Há mil motivos mais nobres para que Bolsonaro possa chorar do que o medo de que seus ministros mais importantes ou os militares de seu Governo possam abandoná-lo. Há motivos para chorar vendo a cobiça dos bancos que enforcam milhões de trabalhadores com seus juros, entre os maiores do mundo, e que continuam impassíveis e frios também diante da tragédia da epidemia. Há motivos de dor frente ao mar de privilégios dos políticos e das castas que resistem a morrer e que são uma ofensa à dignidade dos que sofrem necessidades e são abandonados à própria sorte.

O que seria interessante saber é se o presidente que chora em suas noites de insônia chora também por outros motivos nobres, como os males que o Brasil sofre.

Seria um ponto a seu favor se Bolsonaro, o duro, fosse também capaz de chorar por se sentir responsável por todas as lágrimas derramadas neste país pelos que mais precisariam ser ajudados; de todas as dores das mães que perdem seus filhos vítimas de uma violência da qual os políticos parecem desviar seu olhar. E, embora seja lhe pedir demais, que fosse capaz de chorar também pelo assassinato contínuo da Amazônia e de seus habitantes, a quem nos custa aceitar que sejam tão ou mais humanos que nós, apesar de serem quem melhor conserva valores exponenciais do Homo sapiens que nossa civilização esqueceu.

É possível que as crises de choro que afligem Bolsonaro sejam um alarme de algum transtorno psíquico, como alguns tentam insinuar. Mas o que mais preocupa é que o presidente de um país da envergadura do Brasil, com milhões condenados ao abandono, seja ao mesmo tempo condescendente com um capitalismo que assassina os mais pobres e excluídos do sistema.

Não sabemos o motivo real dos choros do presidente, mas certamente não parece que seja, por exemplo, pelos idosos que, segundo ele, não importaria que fossem devorados pela epidemia.

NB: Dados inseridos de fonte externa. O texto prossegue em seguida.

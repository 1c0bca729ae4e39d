//! `saftpt-core`: domain primitives shared by the SAF-T (PT) document tree
//! and the validation engine.
//!
//! This crate contains **pure domain** primitives (no IO).

pub mod codes;
pub mod error;
pub mod field;
pub mod money;
pub mod number;
pub mod register;

pub use codes::{
    InvoiceStatus, InvoiceType, MovementStatus, MovementType, PaymentMechanism, PaymentStatus,
    PaymentType, SourceBilling, StatusCode, TaxType, WorkStatus, WorkType,
};
pub use error::{DomainError, DomainResult};
pub use field::{DATE_FORMAT, DATE_TIME_FORMAT, Field, FieldValue};
pub use money::{EPSILON, approx_eq, checked_sum, format_money};
pub use number::{DocumentNumber, SeriesKey};
pub use register::{ErrorRegister, ErrorReport, ValidationError};
//! Fixture file and signing helpers shared by the integration tests.

#![allow(dead_code)]

use std::sync::OnceLock;

use base64::Engine;
use base64::engine::general_purpose::STANDARD;
use chrono::{NaiveDate, NaiveDateTime};
use rsa::RsaPrivateKey;
use rsa::pkcs1v15::SigningKey;
use rsa::signature::{SignatureEncoding, Signer};
use rust_decimal::Decimal;
use rust_decimal_macros::dec;
use sha1::Sha1;

use saftpt_core::{InvoiceType, MovementType, TaxType, WorkType};
use saftpt_documents::{
    Address, AuditFile, Customer, DocumentTotals, Header, Invoice, Line, MasterFiles,
    MovementOfGoods, Product, SalesInvoices, ShippingPoint, StockMovement, Tax, TaxTableEntry,
    WorkDocument, WorkingDocuments,
};
use saftpt_validation::{PublicKey, canonical_message};

fn private_key() -> &'static RsaPrivateKey {
    static KEY: OnceLock<RsaPrivateKey> = OnceLock::new();
    KEY.get_or_init(|| {
        RsaPrivateKey::new(&mut rand::thread_rng(), 1024).expect("test key generation")
    })
}

pub fn public_key() -> PublicKey {
    PublicKey::from_rsa(private_key().to_public_key())
}

pub fn sign(message: &str) -> String {
    let key = SigningKey::<Sha1>::new(private_key().clone());
    STANDARD.encode(key.sign(message.as_bytes()).to_bytes())
}

pub fn day(d: u32) -> NaiveDate {
    NaiveDate::from_ymd_opt(2024, 3, d).unwrap()
}

pub fn at(d: u32, h: u32) -> NaiveDateTime {
    day(d).and_hms_opt(h, 0, 0).unwrap()
}

pub fn iva() -> Tax {
    Tax::percentage(TaxType::Iva, "PT", "NOR", dec!(23))
}

fn totals_for(net: Decimal) -> DocumentTotals {
    let tax = net * dec!(23) / dec!(100);
    DocumentTotals::new(net, tax, net + tax)
}

fn address(city: &str) -> Address {
    Address::new("Rua Augusta 10", city, "1100-053", "PT")
}

/// Signs `(number, date, entry, gross)` tuples in order, feeding each hash
/// into the next message.
fn chain_hashes(items: &[(String, NaiveDate, NaiveDateTime, Decimal)]) -> Vec<String> {
    let mut previous = String::new();
    let mut hashes = Vec::with_capacity(items.len());
    for (number, date, entry, gross) in items {
        let hash = sign(&canonical_message(*date, *entry, number, *gross, &previous));
        previous = hash.clone();
        hashes.push(hash);
    }
    hashes
}

pub fn sign_work_documents(docs: &mut [WorkDocument]) {
    let items: Vec<_> = docs
        .iter()
        .map(|d| {
            (
                d.document_number.clone(),
                d.work_date.get().unwrap(),
                d.system_entry_date.get().unwrap(),
                d.document_totals.gross_total.get().unwrap(),
            )
        })
        .collect();
    for (doc, hash) in docs.iter_mut().zip(chain_hashes(&items)) {
        doc.hash = hash;
    }
}

pub fn sign_stock_movements(docs: &mut [StockMovement]) {
    let items: Vec<_> = docs
        .iter()
        .map(|d| {
            (
                d.document_number.clone(),
                d.movement_date.get().unwrap(),
                d.system_entry_date.get().unwrap(),
                d.document_totals.gross_total.get().unwrap(),
            )
        })
        .collect();
    for (doc, hash) in docs.iter_mut().zip(chain_hashes(&items)) {
        doc.hash = hash;
    }
}

pub fn sign_invoices(docs: &mut [Invoice]) {
    let items: Vec<_> = docs
        .iter()
        .map(|d| {
            (
                d.invoice_no.clone(),
                d.invoice_date.get().unwrap(),
                d.system_entry_date.get().unwrap(),
                d.document_totals.gross_total.get().unwrap(),
            )
        })
        .collect();
    for (doc, hash) in docs.iter_mut().zip(chain_hashes(&items)) {
        doc.hash = hash;
    }
}

/// Budget `OR A/n` with one debit line of `n * 10`.
pub fn work_document(n: u32) -> WorkDocument {
    let price = Decimal::from(n * 10);
    WorkDocument::new(format!("OR A/{n}"), WorkType::Budget, day(n), at(n, 10), "C1")
        .with_line(Line::debit(1, "P1", Decimal::ONE, price, iva()))
        .with_totals(totals_for(price))
}

/// Signed budget series `OR A/1..=count`.
pub fn signed_work_documents(count: u32) -> Vec<WorkDocument> {
    let mut docs: Vec<WorkDocument> = (1..=count).map(work_document).collect();
    sign_work_documents(&mut docs);
    docs
}

/// Transport guide `GT A/n` leaving an hour after it was recorded.
pub fn transport_guide(n: u32) -> StockMovement {
    StockMovement::new(format!("GT A/{n}"), MovementType::TransportGuide, day(n), at(n, 9))
        .for_customer("C1")
        .shipped(
            ShippingPoint::at(address("Lisboa")),
            ShippingPoint::at(address("Porto")),
            at(n, 10),
            Some(at(n, 16)),
        )
        .with_line(Line::debit(1, "P1", dec!(2), dec!(5), iva()))
        .with_totals(totals_for(dec!(10)))
}

/// Invoice `FT A/n` with one credit line of `n * 100`.
pub fn invoice(n: u32) -> Invoice {
    let price = Decimal::from(n * 100);
    Invoice::new(format!("FT A/{n}"), InvoiceType::Invoice, day(n), at(n, 11), "C1")
        .with_line(Line::credit(1, "P1", Decimal::ONE, price, iva()))
        .with_totals(totals_for(price))
}

pub fn header() -> Header {
    Header::new(
        "Padaria Central, Lda",
        "509999990",
        NaiveDate::from_ymd_opt(2024, 1, 1).unwrap(),
        NaiveDate::from_ymd_opt(2024, 12, 31).unwrap(),
    )
}

pub fn master_files() -> MasterFiles {
    MasterFiles {
        customers: vec![Customer::new("C1", "123456789", "Cliente Exemplo")],
        suppliers: Vec::new(),
        products: vec![Product::new("P1", "Pão de forma")],
        tax_table: vec![TaxTableEntry::percentage(TaxType::Iva, "PT", "NOR", dec!(23))],
    }
}

/// A file with no findings: three signed budgets and two signed guides.
pub fn clean_file() -> AuditFile {
    let mut guides = vec![transport_guide(1), transport_guide(2)];
    sign_stock_movements(&mut guides);
    AuditFile::new(header())
        .with_master_files(master_files())
        .with_working_documents(WorkingDocuments::new(signed_work_documents(3)))
        .with_movement_of_goods(MovementOfGoods::new(guides))
}

/// `clean_file` plus a signed sales-invoice series.
pub fn file_with_invoices(count: u32) -> AuditFile {
    let mut invoices: Vec<Invoice> = (1..=count).map(invoice).collect();
    sign_invoices(&mut invoices);
    clean_file().with_sales_invoices(SalesInvoices::new(invoices))
}

pub fn codes(audit: &AuditFile) -> Vec<String> {
    audit
        .error_register()
        .validation_errors()
        .into_iter()
        .map(|e| e.code)
        .collect()
}
use chrono::NaiveDate;
use rust_decimal::Decimal;
use serde::{Deserialize, Serialize};

use saftpt_core::TaxType;

/// Tax applied to a line: exactly one of percentage or fixed amount.
#[derive(Debug, Clone, PartialEq, Eq, Serialize, Deserialize)]
#[serde(rename_all = "PascalCase")]
pub struct Tax {
    pub tax_type: TaxType,
    pub tax_country_region: String,
    pub tax_code: String,
    pub tax_percentage: Option<Decimal>,
    pub tax_amount: Option<Decimal>,
}

impl Tax {
    pub fn percentage(
        tax_type: TaxType,
        region: impl Into<String>,
        code: impl Into<String>,
        pct: Decimal,
    ) -> Self {
        Self {
            tax_type,
            tax_country_region: region.into(),
            tax_code: code.into(),
            tax_percentage: Some(pct),
            tax_amount: None,
        }
    }

    pub fn fixed_amount(
        tax_type: TaxType,
        region: impl Into<String>,
        code: impl Into<String>,
        amount: Decimal,
    ) -> Self {
        Self {
            tax_type,
            tax_country_region: region.into(),
            tax_code: code.into(),
            tax_percentage: None,
            tax_amount: Some(amount),
        }
    }

    /// `true` when the effective rate is zero (percentage 0, or amount 0).
    pub fn is_zero_rate(&self) -> bool {
        match (self.tax_percentage, self.tax_amount) {
            (Some(p), _) => p.is_zero(),
            (None, Some(a)) => a.is_zero(),
            (None, None) => false,
        }
    }
}

/// Link from an invoice line to the order/document it originates on.
#[derive(Debug, Clone, PartialEq, Eq, Serialize, Deserialize)]
#[serde(rename_all = "PascalCase")]
pub struct OrderReference {
    #[serde(rename = "OriginatingON")]
    pub originating_on: String,
    pub order_date: Option<NaiveDate>,
}

/// Link from a correcting document (e.g. a credit note) to the corrected one.
#[derive(Debug, Clone, PartialEq, Eq, Serialize, Deserialize)]
#[serde(rename_all = "PascalCase")]
pub struct Reference {
    pub reference: String,
    pub reason: Option<String>,
}

/// Document settled by a receipt line.
#[derive(Debug, Clone, PartialEq, Eq, Serialize, Deserialize)]
#[serde(rename_all = "PascalCase")]
pub struct SourceDocumentRef {
    #[serde(rename = "OriginatingON")]
    pub originating_on: String,
    pub invoice_date: NaiveDate,
    pub description: Option<String>,
}

#[derive(Debug, Clone, Default, PartialEq, Eq, Serialize, Deserialize)]
#[serde(rename_all = "PascalCase", default)]
pub struct CustomsInformation {
    #[serde(rename = "ARCNo")]
    pub arc_no: Vec<String>,
    #[serde(rename = "IECAmount")]
    pub iec_amount: Option<Decimal>,
}

/// Document line, shared by the four tables.
///
/// Receipt lines use `source_documents` instead of product data.
#[derive(Debug, Clone, Default, PartialEq, Eq, Serialize, Deserialize)]
#[serde(rename_all = "PascalCase", default)]
pub struct Line {
    pub line_number: u32,
    #[serde(rename = "OrderReferences")]
    pub order_references: Vec<OrderReference>,
    pub product_code: Option<String>,
    pub product_description: Option<String>,
    pub quantity: Option<Decimal>,
    pub unit_of_measure: Option<String>,
    pub unit_price: Option<Decimal>,
    pub tax_point_date: Option<NaiveDate>,
    #[serde(rename = "References")]
    pub references: Vec<Reference>,
    pub description: Option<String>,
    #[serde(rename = "SourceDocumentID")]
    pub source_documents: Vec<SourceDocumentRef>,
    pub debit_amount: Option<Decimal>,
    pub credit_amount: Option<Decimal>,
    pub tax: Option<Tax>,
    pub tax_exemption_reason: Option<String>,
    pub tax_exemption_code: Option<String>,
    pub settlement_amount: Option<Decimal>,
    pub customs_information: Option<CustomsInformation>,
}

impl Line {
    pub fn new(line_number: u32) -> Self {
        Self {
            line_number,
            ..Self::default()
        }
    }

    /// Product line with `amount = quantity * unit_price` on the credit side.
    ///
    /// The amount saturates at the decimal range.
    pub fn credit(
        line_number: u32,
        product_code: impl Into<String>,
        quantity: Decimal,
        unit_price: Decimal,
        tax: Tax,
    ) -> Self {
        Self::new(line_number)
            .with_product(product_code, quantity, unit_price)
            .with_credit(quantity.saturating_mul(unit_price))
            .with_tax(tax)
    }

    /// Product line with `amount = quantity * unit_price` on the debit side.
    ///
    /// The amount saturates at the decimal range.
    pub fn debit(
        line_number: u32,
        product_code: impl Into<String>,
        quantity: Decimal,
        unit_price: Decimal,
        tax: Tax,
    ) -> Self {
        Self::new(line_number)
            .with_product(product_code, quantity, unit_price)
            .with_debit(quantity.saturating_mul(unit_price))
            .with_tax(tax)
    }

    pub fn with_product(
        mut self,
        product_code: impl Into<String>,
        quantity: Decimal,
        unit_price: Decimal,
    ) -> Self {
        let code = product_code.into();
        self.product_description = Some(code.clone());
        self.product_code = Some(code);
        self.quantity = Some(quantity);
        self.unit_of_measure = Some("UN".to_string());
        self.unit_price = Some(unit_price);
        self
    }

    pub fn with_debit(mut self, amount: Decimal) -> Self {
        self.debit_amount = Some(amount);
        self
    }

    pub fn with_credit(mut self, amount: Decimal) -> Self {
        self.credit_amount = Some(amount);
        self
    }

    pub fn with_tax(mut self, tax: Tax) -> Self {
        self.tax = Some(tax);
        self
    }

    pub fn with_exemption(mut self, code: impl Into<String>, reason: impl Into<String>) -> Self {
        self.tax_exemption_code = Some(code.into());
        self.tax_exemption_reason = Some(reason.into());
        self
    }

    pub fn with_reference(mut self, reference: impl Into<String>) -> Self {
        self.references.push(Reference {
            reference: reference.into(),
            reason: None,
        });
        self
    }

    pub fn with_order_reference(
        mut self,
        originating_on: impl Into<String>,
        order_date: Option<NaiveDate>,
    ) -> Self {
        self.order_references.push(OrderReference {
            originating_on: originating_on.into(),
            order_date,
        });
        self
    }

    pub fn with_source_document(
        mut self,
        originating_on: impl Into<String>,
        invoice_date: NaiveDate,
    ) -> Self {
        self.source_documents.push(SourceDocumentRef {
            originating_on: originating_on.into(),
            invoice_date,
            description: None,
        });
        self
    }

    /// The declared amount, whichever side it is on.
    pub fn amount(&self) -> Option<Decimal> {
        self.debit_amount.or(self.credit_amount)
    }
}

Nem pelos mais pobres e marginalizados pelo sistema, nem pelos diferentes, os não atletas, aqueles a quem a natureza já castigou e a humanidade deixa abandonados.

O Brasil, hoje, mais que de lágrimas do presidente, necessita de políticas valentes de recuperação de uma sociedade doente de medo porque não sabe se quem deveria cuidar dela prefere continuar obstinado a seus privilégios e à sua voracidade de poder em vez de se sacrificar por seu resgate social e político.

Pior que o pranto dos poderosos são as lágrimas que os mais pobres e perseguidos têm que engolir antes que cheguem aos seus rostos endurecidos pelo abandono a que foram condenados por um poder que tem alergia aos pobres, um vocábulo que lhes custa até pronunciar.